Guardian Technologies International, Inc.
22570 Markey Court
Dulles, Virginia 20166-8901

Ladies and Gentlemen:

     We have acted as legal counsel for Guardian Technologies International,
Inc. (the "Company") in connection with the Company's Registration Statement
on Form SB-2 (the "Registration Statement") filed by the Company with the
Securities and Exchange Commission under the Securities Act of 1933, as
amended, and the Prospectus included as a part of the Registration Statement
(the "Prospectus"), relating to 3,900,000 shares of Common Stock, $.10 par
value per share (the "Common Stock").  The Common Stock may be offered and
sold by certain selling stockholders of the Company in the manner set forth in
the Registration Statement and Prospectus.  The Common Stock was issued to the
Selling Stockholders in a private placement, or will be issued to them upon
their exercise of certain warrants of the Company.

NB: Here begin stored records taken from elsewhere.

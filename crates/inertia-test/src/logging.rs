//! Test logging
//!
//! `tracing` events are forwarded to `log` records, which `env_logger`
//! prints when `RUST_LOG` is set.

use std::sync::Once;

static INIT: Once = Once::new();

/// Initialize logging for tests, once per process
///
/// # Examples
///
/// ```
/// use inertia_test::logging::init_test_logging;
///
/// init_test_logging();
/// init_test_logging();
/// ```
pub fn init_test_logging() {
	INIT.call_once(|| {
		let _ = env_logger::builder().is_test(true).try_init();
	});
}
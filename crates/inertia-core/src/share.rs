//! Request-scoped shared props and per-request page flags.
//!
//! Middleware and handlers running before the page is built contribute props
//! through [`share`]. They live in an [`InertiaContext`] stored in the request
//! extensions, so every clone of the request sees the same values.

use inertia_http::Request;
use std::sync::{Arc, Mutex, MutexGuard};

use crate::props::{Prop, Props};

#[derive(Debug, Default)]
struct ContextState {
	shared: Props,
	encrypt_history: Option<bool>,
}

/// Per-request state consumed by the page builder
#[derive(Debug, Clone, Default)]
pub struct InertiaContext {
	state: Arc<Mutex<ContextState>>,
}

impl InertiaContext {
	/// Context attached to `request`, created on first use
	pub fn for_request(request: &Request) -> Self {
		request.extensions.get_or_insert_with(InertiaContext::default)
	}

	/// Context attached to `request`, if anything was shared yet
	pub fn existing(request: &Request) -> Option<Self> {
		request.extensions.get::<InertiaContext>()
	}

	pub fn share(&self, key: impl Into<String>, prop: impl Into<Prop>) {
		self.lock().shared.insert(key, prop);
	}

	pub fn share_all(&self, props: Props) {
		self.lock().shared.extend(props);
	}

	/// Snapshot of everything shared so far
	pub fn shared(&self) -> Props {
		self.lock().shared.clone()
	}

	pub fn set_encrypt_history(&self, encrypt: bool) {
		self.lock().encrypt_history = Some(encrypt);
	}

	/// Per-request override of the configured `encryptHistory` default
	pub fn encrypt_history(&self) -> Option<bool> {
		self.lock().encrypt_history
	}

	fn lock(&self) -> MutexGuard<'_, ContextState> {
		self.state.lock().unwrap_or_else(|e| e.into_inner())
	}
}

/// Share a prop with whatever page this request ends up rendering.
///
/// Later calls replace earlier values for the same key; the handler's own props
/// replace shared ones.
///
/// # Examples
///
/// ```
/// use inertia_core::props::callable;
/// use inertia_core::share::{share, InertiaContext};
/// use inertia_http::Request;
///
/// let request = Request::builder().uri("/share/").build().unwrap();
/// share(&request, "position", callable(|| "goalie"));
/// share(&request, "number", 29);
///
/// let shared = InertiaContext::for_request(&request).shared();
/// assert_eq!(shared.keys().collect::<Vec<_>>(), vec!["position", "number"]);
/// ```
pub fn share(request: &Request, key: impl Into<String>, prop: impl Into<Prop>) {
	InertiaContext::for_request(request).share(key, prop);
}

/// Share several props at once.
pub fn share_all(request: &Request, props: Props) {
	InertiaContext::for_request(request).share_all(props);
}

/// Override whether the client should encrypt this page in its history.
pub fn encrypt_history(request: &Request, encrypt: bool) {
	InertiaContext::for_request(request).set_encrypt_history(encrypt);
}
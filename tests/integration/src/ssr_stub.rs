//! Stand-in pre-render service
//!
//! Accepts one HTTP/1.1 request on a local port, answers with a canned status
//! and body, and hands back the raw request it received.

use tokio::io::{AsyncReadExt, AsyncWriteExt};
use tokio::net::TcpListener;
use tokio::task::JoinHandle;

/// A request captured by the stub
#[derive(Debug, Clone)]
pub struct CapturedRequest {
	pub request_line: String,
	pub body: String,
}

impl CapturedRequest {
	pub fn json(&self) -> serde_json::Value {
		serde_json::from_str(&self.body).unwrap_or(serde_json::Value::Null)
	}
}

/// Serve one request, returning the base URL and the captured request
pub async fn serve_once(status: u16, body: &str) -> (String, JoinHandle<CapturedRequest>) {
	let listener = TcpListener::bind("127.0.0.1:0")
		.await
		.expect("bind stub listener");
	let address = listener.local_addr().expect("stub address");
	let body = body.to_string();

	let handle = tokio::spawn(async move {
		let (mut socket, _) = listener.accept().await.expect("accept pre-render call");
		let captured = read_request(&mut socket).await;

		let response = format!(
			"HTTP/1.1 {} Stub\r\nContent-Type: application/json\r\nContent-Length: {}\r\nConnection: close\r\n\r\n{}",
			status,
			body.len(),
			body
		);
		socket
			.write_all(response.as_bytes())
			.await
			.expect("write stub response");
		let _ = socket.shutdown().await;
		captured
	});

	(format!("http://{}", address), handle)
}

async fn read_request(socket: &mut tokio::net::TcpStream) -> CapturedRequest {
	let mut buffer = Vec::new();
	let mut chunk = [0u8; 4096];

	loop {
		let read = socket.read(&mut chunk).await.expect("read pre-render call");
		if read == 0 {
			break;
		}
		buffer.extend_from_slice(&chunk[..read]);

		let text = String::from_utf8_lossy(&buffer);
		if let Some(split) = text.find("\r\n\r\n") {
			let head = &text[..split];
			let length = head
				.lines()
				.find_map(|line| {
					let (name, value) = line.split_once(':')?;
					name.eq_ignore_ascii_case("content-length")
						.then(|| value.trim().parse::<usize>().ok())
						.flatten()
				})
				.unwrap_or(0);
			if buffer.len() >= split + 4 + length {
				break;
			}
		}
	}

	let text = String::from_utf8_lossy(&buffer).into_owned();
	let (head, body) = text.split_once("\r\n\r\n").unwrap_or((text.as_str(), ""));
	CapturedRequest {
		request_line: head.lines().next().unwrap_or_default().to_string(),
		body: body.to_string(),
	}
}
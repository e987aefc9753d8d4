//! Choosing the response representation for a page.
//!
//! Protocol requests get the page as JSON. First loads are pre-rendered by the
//! remote service when enabled, and otherwise (or when pre-rendering fails)
//! rendered through the local layout template.

use std::sync::Arc;

use inertia_core::protocol::{X_INERTIA, X_INERTIA_LOCATION};
use inertia_core::{InertiaConfig, InertiaRequest, Page, PageBuilder, Prop, Props};
use inertia_http::{Error, Request, Response, Result};
use serde_json::{Map, Value};
use tracing::{debug, warn};

use crate::ssr::{SsrClient, SsrOutcome};
use crate::template::{TemplateRenderer, root_element};

/// Template context key holding the page JSON.
pub const PAGE_CONTEXT_KEY: &str = "page";
/// Template context key holding the root element markup.
pub const ROOT_CONTEXT_KEY: &str = "inertia";

/// A component, its props and extra layout template data
#[derive(Debug, Clone)]
pub struct InertiaResponse {
	pub component: String,
	pub props: Props,
	pub template_data: Map<String, Value>,
}

impl InertiaResponse {
	pub fn new(component: impl Into<String>) -> Self {
		Self {
			component: component.into(),
			props: Props::new(),
			template_data: Map::new(),
		}
	}

	pub fn with_props(mut self, props: Props) -> Self {
		self.props.extend(props);
		self
	}

	pub fn with_prop(mut self, key: impl Into<String>, prop: impl Into<Prop>) -> Self {
		self.props.insert(key, prop);
		self
	}

	/// Extra value exposed to the layout template only
	pub fn with_template_data(mut self, key: impl Into<String>, value: impl Into<Value>) -> Self {
		self.template_data.insert(key.into(), value.into());
		self
	}
}

/// Renders pages in the representation each request asks for
///
/// # Examples
///
/// ```
/// use inertia_core::{InertiaConfig, Props};
/// use inertia_http::Request;
/// use inertia_render::Inertia;
///
/// # tokio_test::block_on(async {
/// let inertia = Inertia::new(InertiaConfig::default()).unwrap();
/// let request = Request::builder()
///     .uri("/props/")
///     .header("X-Inertia", "true")
///     .build()
///     .unwrap();
///
/// let response = inertia
///     .render(&request, "TestComponent", Props::new().with("name", "Brandon"))
///     .await
///     .unwrap();
///
/// assert_eq!(response.header("X-Inertia"), Some("true"));
/// assert_eq!(response.header("Vary"), Some("X-Inertia"));
/// # });
/// ```
#[derive(Clone)]
pub struct Inertia {
	config: Arc<InertiaConfig>,
	templates: Option<Arc<dyn TemplateRenderer>>,
	ssr: Option<Arc<dyn SsrClient>>,
}

impl std::fmt::Debug for Inertia {
	fn fmt(&self, f: &mut std::fmt::Formatter<'_>) -> std::fmt::Result {
		f.debug_struct("Inertia")
			.field("config", &self.config)
			.field("templates", &self.templates.is_some())
			.field("ssr", &self.ssr.is_some())
			.finish()
	}
}

impl Inertia {
	/// Negotiator for `config`
	///
	/// With the `ssr` feature an HTTP pre-render client is created when
	/// `config.ssr_enabled` is set.
	///
	/// # Errors
	///
	/// Returns [`Error::ImproperlyConfigured`] when the pre-render client cannot be built.
	pub fn new(config: InertiaConfig) -> Result<Self> {
		#[cfg(feature = "ssr")]
		let ssr: Option<Arc<dyn SsrClient>> = if config.ssr_enabled {
			Some(Arc::new(crate::ssr::HttpSsrClient::from_config(&config)?))
		} else {
			None
		};
		#[cfg(not(feature = "ssr"))]
		let ssr: Option<Arc<dyn SsrClient>> = None;

		Ok(Self {
			config: Arc::new(config),
			templates: None,
			ssr,
		})
	}

	pub fn with_templates(mut self, templates: Arc<dyn TemplateRenderer>) -> Self {
		self.templates = Some(templates);
		self
	}

	/// Replace the pre-render client
	pub fn with_ssr_client(mut self, client: Arc<dyn SsrClient>) -> Self {
		self.ssr = Some(client);
		self
	}

	pub fn config(&self) -> &InertiaConfig {
		&self.config
	}

	/// Build the page descriptor without rendering it
	pub fn page(&self, request: &Request, component: &str, props: &Props) -> Result<Page> {
		PageBuilder::new(request, component, props).build_page(&self.config)
	}

	/// Render `component` with `props`
	pub async fn render(
		&self,
		request: &Request,
		component: &str,
		props: Props,
	) -> Result<Response> {
		self.render_response(request, InertiaResponse::new(component).with_props(props))
			.await
	}

	/// Render a full [`InertiaResponse`]
	///
	/// # Errors
	///
	/// Propagates resolver errors, and returns [`Error::ImproperlyConfigured`]
	/// when a first load needs a layout or renderer that is not configured.
	pub async fn render_response(
		&self,
		request: &Request,
		response: InertiaResponse,
	) -> Result<Response> {
		let page = self.page(request, &response.component, &response.props)?;

		if InertiaRequest::new(request).is_inertia() {
			debug!(component = %page.component, url = %page.url, "Rendering page as JSON");
			return Ok(Response::ok()
				.with_json(&page)?
				.with_header("Vary", X_INERTIA)
				.with_header(X_INERTIA, "true"));
		}

		if self.config.ssr_enabled {
			match &self.ssr {
				Some(client) => match client.render(&page).await {
					SsrOutcome::Rendered(fields) => {
						debug!(component = %page.component, "Rendering pre-rendered page");
						return self.render_ssr(fields, response.template_data);
					}
					SsrOutcome::Failed(reason) => {
						warn!(
							component = %page.component,
							reason = %reason,
							"Pre-rendering failed, falling back to local template"
						);
					}
				},
				None => debug!("Pre-rendering enabled without a client, using local template"),
			}
		}

		self.render_local(&page, response.template_data)
	}

	fn render_ssr(
		&self,
		fields: Map<String, Value>,
		template_data: Map<String, Value>,
	) -> Result<Response> {
		let template = self
			.config
			.ssr_template
			.as_deref()
			.or(self.config.layout.as_deref())
			.ok_or_else(|| {
				Error::ImproperlyConfigured(
					"Pre-rendering needs `ssr_template` or `layout` to be configured".to_string(),
				)
			})?;

		let mut context = fields;
		context.extend(template_data);
		self.render_template(template, &context)
	}

	fn render_local(&self, page: &Page, template_data: Map<String, Value>) -> Result<Response> {
		let layout = self.config.layout.as_deref().ok_or_else(|| {
			Error::ImproperlyConfigured(
				"A `layout` template is required to render first loads".to_string(),
			)
		})?;

		let page_json = page.to_json()?;
		let mut context = Map::new();
		context.insert(ROOT_CONTEXT_KEY.to_string(), Value::String(root_element(&page_json)));
		context.insert(PAGE_CONTEXT_KEY.to_string(), Value::String(page_json));
		context.extend(template_data);

		debug!(component = %page.component, layout, "Rendering page through layout");
		self.render_template(layout, &context)
	}

	fn render_template(&self, name: &str, context: &Map<String, Value>) -> Result<Response> {
		let renderer = self.templates.as_ref().ok_or_else(|| {
			Error::ImproperlyConfigured("No template renderer configured".to_string())
		})?;
		Ok(Response::ok().with_html(renderer.render(name, context)?))
	}
}

/// Send the client to `url`
///
/// Protocol requests get an empty `409 Conflict` with `X-Inertia-Location`, so
/// the client performs a full visit; other requests get a plain `302`.
///
/// # Examples
///
/// ```
/// use inertia_http::{Request, StatusCode};
/// use inertia_render::location;
///
/// let request = Request::builder().header("X-Inertia", "true").build().unwrap();
/// let response = location(&request, "https://example.com/login");
/// assert_eq!(response.status, StatusCode::CONFLICT);
/// assert_eq!(response.header("X-Inertia-Location"), Some("https://example.com/login"));
/// ```
pub fn location(request: &Request, url: &str) -> Response {
	if InertiaRequest::new(request).is_inertia() {
		Response::conflict().with_header(X_INERTIA_LOCATION, url)
	} else {
		Response::temporary_redirect(url)
	}
}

     In connection therewith, we have examined:  (a)  the Registration
Statement and the Prospectus included therein, as amended; (b) the Articles of
Incorporation and Bylaws of the Company; and (c) the relevant corporate
proceedings of the Company.  In addition to such examination we have reviewed
such other proceedings, documents, and records and have ascertained or
verified such additional facts as we deem necessary or appropriate for
purposes of this opinion.

     Based upon the foregoing, we are of the opinion that:

     1.   The Company has been legally incorporated and is validly existing
          under the laws of the State of Delaware.

     2.   The Shares and the shares of Common Stock into which the Warrants
          are exercisable, upon issuance and payment therefor, as contemplated
          by the Registration Statement and Prospectus, will be validly
          issued, fully paid, and nonassessable.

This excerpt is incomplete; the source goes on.